→ **Entries provided**:

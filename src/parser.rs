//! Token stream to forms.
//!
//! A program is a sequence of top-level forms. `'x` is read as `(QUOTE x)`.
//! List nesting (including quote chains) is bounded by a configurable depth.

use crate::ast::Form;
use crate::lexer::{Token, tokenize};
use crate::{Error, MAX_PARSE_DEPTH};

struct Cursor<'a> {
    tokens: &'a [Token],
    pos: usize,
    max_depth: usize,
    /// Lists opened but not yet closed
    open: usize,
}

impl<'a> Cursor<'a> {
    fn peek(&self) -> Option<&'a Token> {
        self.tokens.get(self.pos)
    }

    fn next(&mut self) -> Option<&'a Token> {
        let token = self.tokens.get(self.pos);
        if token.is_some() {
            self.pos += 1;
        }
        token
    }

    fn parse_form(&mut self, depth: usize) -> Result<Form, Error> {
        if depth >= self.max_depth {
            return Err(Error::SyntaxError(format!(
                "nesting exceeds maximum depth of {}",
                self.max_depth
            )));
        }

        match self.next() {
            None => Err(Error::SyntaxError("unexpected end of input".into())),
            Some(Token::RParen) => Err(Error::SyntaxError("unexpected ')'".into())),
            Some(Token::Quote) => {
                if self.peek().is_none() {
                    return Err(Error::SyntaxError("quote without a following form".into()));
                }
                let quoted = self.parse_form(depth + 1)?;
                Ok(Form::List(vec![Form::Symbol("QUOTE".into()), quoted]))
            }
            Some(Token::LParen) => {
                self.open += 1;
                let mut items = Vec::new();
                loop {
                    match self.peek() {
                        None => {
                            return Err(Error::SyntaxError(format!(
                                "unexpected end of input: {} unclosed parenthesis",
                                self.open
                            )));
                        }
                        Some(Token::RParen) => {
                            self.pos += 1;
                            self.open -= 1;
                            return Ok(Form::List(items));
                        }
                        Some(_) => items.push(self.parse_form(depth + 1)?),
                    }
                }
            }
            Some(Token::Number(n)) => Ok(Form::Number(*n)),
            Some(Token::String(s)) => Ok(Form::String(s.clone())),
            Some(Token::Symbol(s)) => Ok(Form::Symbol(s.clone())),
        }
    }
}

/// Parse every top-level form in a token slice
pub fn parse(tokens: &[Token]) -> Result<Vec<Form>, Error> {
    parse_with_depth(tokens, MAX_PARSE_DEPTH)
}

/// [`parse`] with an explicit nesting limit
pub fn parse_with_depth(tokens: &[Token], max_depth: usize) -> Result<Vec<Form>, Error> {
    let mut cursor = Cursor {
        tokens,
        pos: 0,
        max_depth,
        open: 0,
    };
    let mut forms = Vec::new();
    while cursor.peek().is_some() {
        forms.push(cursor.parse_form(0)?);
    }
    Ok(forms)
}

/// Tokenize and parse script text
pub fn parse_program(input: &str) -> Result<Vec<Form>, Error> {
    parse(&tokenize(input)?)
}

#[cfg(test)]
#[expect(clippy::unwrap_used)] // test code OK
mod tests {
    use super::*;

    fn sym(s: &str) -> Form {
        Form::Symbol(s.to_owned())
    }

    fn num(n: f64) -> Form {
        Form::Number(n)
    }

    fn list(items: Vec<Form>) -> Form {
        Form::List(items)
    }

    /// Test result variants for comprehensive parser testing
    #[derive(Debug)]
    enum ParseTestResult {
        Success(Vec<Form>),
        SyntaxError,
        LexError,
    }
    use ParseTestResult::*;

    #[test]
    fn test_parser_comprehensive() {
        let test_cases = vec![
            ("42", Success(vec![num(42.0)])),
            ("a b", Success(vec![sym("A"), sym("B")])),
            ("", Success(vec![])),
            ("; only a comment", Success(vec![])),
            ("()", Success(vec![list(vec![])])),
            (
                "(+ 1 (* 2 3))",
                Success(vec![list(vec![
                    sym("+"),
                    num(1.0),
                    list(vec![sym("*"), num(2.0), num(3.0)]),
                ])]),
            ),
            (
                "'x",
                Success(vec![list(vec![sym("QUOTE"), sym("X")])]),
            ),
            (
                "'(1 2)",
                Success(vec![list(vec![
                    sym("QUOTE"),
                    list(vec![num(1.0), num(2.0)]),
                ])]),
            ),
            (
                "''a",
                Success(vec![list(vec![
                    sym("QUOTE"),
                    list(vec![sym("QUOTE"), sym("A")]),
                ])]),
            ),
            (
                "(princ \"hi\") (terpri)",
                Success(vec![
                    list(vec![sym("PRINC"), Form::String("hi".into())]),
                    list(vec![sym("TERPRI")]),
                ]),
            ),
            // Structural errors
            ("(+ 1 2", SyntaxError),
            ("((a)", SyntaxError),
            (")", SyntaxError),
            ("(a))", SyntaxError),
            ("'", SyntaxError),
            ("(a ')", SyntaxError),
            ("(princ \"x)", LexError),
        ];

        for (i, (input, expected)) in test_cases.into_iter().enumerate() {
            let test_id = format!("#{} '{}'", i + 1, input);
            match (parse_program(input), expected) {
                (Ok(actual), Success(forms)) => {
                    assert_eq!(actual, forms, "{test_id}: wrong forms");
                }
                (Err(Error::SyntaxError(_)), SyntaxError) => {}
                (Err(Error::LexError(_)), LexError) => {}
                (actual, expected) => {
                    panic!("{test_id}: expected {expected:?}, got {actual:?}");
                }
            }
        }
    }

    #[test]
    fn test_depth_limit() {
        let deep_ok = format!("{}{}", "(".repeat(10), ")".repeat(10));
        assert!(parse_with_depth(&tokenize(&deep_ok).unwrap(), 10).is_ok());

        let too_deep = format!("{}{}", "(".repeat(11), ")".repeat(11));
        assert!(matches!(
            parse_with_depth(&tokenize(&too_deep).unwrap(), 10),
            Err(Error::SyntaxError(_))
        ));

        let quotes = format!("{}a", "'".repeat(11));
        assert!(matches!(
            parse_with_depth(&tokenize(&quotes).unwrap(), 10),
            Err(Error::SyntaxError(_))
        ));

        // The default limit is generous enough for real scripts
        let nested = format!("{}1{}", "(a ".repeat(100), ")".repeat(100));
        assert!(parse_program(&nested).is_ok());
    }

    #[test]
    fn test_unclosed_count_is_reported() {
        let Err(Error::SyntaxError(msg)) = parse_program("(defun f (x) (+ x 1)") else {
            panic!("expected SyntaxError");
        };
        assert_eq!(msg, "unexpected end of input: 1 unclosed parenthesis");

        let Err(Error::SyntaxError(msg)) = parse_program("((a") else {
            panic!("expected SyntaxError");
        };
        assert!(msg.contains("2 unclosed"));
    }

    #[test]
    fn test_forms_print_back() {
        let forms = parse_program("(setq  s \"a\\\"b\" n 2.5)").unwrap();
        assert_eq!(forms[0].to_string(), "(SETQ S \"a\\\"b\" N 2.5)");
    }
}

→ **Work to be completed**:
The output should be exactly the lines above from the line containing "let quoted = self.parse_form(depth" to the line containing "self.open -= 1;", inclusive, with no other lines.

→ **Answer below**:
                let quoted = self.parse_form(depth + 1)?;
                Ok(Form::List(vec![Form::Symbol("QUOTE".into()), quoted]))
            }
            Some(Token::LParen) => {
                self.open += 1;
                let mut items = Vec::new();
                loop {
                    match self.peek() {
                        None => {
                            return Err(Error::SyntaxError(format!(
                                "unexpected end of input: {} unclosed parenthesis",
                                self.open
                            )));
                        }
                        Some(Token::RParen) => {
                            self.pos += 1;
                            self.open -= 1;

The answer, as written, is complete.